*Aim of the exercise*: All lines in the records below that hold "OutputFormat" are to be shown.
※ ※ ※
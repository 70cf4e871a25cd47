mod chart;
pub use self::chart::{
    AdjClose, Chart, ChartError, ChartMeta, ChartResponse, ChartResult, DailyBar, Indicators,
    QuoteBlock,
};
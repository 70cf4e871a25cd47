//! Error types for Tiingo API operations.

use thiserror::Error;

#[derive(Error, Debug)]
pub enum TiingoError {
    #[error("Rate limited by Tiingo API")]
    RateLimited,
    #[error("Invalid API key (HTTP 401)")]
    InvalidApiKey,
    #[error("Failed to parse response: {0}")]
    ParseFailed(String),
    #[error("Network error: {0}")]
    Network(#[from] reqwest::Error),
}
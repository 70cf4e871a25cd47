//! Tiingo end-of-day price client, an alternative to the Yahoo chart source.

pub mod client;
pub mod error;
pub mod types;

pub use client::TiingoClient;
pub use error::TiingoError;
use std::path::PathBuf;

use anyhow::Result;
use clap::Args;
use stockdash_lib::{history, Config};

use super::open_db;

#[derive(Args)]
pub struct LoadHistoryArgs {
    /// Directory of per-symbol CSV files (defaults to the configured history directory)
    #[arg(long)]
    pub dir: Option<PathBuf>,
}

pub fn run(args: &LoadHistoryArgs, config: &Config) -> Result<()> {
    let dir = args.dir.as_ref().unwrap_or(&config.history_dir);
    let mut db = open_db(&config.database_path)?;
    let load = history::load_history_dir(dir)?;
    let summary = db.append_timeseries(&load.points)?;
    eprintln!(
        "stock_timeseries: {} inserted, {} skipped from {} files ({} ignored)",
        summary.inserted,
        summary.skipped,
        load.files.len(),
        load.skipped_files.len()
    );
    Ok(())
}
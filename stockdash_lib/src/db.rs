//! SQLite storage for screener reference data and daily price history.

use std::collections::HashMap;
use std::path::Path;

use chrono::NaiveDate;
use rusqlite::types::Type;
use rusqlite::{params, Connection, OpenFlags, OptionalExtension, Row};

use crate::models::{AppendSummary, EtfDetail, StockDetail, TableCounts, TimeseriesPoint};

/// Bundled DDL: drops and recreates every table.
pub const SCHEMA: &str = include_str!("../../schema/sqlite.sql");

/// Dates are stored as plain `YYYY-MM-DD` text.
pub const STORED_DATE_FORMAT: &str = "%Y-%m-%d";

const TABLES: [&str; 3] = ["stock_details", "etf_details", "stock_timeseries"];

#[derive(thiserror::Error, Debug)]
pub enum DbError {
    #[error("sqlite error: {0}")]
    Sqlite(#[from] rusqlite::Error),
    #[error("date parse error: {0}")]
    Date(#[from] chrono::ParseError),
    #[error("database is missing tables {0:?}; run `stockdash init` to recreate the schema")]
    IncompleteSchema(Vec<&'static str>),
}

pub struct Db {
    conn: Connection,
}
※ ※ ※
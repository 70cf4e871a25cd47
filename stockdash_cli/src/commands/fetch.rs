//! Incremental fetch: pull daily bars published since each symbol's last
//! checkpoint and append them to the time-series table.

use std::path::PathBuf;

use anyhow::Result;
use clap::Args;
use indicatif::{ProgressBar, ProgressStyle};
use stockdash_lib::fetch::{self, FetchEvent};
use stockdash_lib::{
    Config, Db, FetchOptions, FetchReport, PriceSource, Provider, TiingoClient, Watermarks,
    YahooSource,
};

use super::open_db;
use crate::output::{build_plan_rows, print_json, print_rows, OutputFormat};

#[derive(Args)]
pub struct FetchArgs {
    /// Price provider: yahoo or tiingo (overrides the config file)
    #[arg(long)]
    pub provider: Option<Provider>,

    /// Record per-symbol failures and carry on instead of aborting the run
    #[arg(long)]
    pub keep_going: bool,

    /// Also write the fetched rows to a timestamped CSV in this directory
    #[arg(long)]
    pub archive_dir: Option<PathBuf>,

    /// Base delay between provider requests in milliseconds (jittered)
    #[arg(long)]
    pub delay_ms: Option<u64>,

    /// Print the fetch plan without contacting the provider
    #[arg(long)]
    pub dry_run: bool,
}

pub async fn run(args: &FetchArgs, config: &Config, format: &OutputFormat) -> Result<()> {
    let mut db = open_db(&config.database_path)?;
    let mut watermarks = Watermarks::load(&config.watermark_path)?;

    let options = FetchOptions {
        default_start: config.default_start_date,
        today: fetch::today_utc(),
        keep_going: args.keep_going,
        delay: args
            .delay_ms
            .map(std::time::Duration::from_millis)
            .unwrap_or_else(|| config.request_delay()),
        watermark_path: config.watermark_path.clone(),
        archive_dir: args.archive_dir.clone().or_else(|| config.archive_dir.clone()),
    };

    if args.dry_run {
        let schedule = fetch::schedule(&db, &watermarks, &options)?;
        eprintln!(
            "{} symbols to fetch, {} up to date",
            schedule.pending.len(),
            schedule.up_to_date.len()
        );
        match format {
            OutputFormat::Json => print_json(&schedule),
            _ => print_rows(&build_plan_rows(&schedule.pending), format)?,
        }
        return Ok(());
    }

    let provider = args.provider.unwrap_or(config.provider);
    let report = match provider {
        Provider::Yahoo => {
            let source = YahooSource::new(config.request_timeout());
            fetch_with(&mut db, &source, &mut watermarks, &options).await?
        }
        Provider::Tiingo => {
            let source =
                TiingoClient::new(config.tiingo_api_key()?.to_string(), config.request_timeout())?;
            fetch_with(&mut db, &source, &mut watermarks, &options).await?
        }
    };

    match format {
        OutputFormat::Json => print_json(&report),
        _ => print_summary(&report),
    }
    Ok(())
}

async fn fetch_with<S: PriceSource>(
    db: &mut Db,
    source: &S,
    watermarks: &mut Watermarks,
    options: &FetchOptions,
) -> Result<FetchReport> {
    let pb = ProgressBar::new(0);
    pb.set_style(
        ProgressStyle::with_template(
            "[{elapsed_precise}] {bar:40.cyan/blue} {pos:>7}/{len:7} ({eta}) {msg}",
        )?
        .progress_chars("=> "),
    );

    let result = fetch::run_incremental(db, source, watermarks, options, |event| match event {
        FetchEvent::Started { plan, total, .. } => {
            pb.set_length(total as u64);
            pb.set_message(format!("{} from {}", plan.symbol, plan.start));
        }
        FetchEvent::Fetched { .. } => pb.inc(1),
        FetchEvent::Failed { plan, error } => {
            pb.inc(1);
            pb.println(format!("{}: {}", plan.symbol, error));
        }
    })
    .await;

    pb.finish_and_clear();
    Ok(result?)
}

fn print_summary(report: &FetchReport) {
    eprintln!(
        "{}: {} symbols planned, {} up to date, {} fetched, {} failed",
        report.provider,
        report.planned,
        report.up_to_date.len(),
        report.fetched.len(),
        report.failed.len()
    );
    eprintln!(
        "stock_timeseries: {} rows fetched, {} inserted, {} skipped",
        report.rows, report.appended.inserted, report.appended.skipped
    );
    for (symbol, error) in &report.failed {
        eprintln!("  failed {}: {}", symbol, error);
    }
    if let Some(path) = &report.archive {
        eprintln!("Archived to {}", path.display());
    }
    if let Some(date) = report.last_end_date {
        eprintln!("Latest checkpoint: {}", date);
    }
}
※ ※ ※
*Answer to this problem*:
use crate::output::{build_plan_rows, print_json, print_rows, OutputFormat};
pub async fn run(args: &FetchArgs, config: &Config, format: &OutputFormat) -> Result<()> {
            OutputFormat::Json => print_json(&schedule),
        OutputFormat::Json => print_json(&report),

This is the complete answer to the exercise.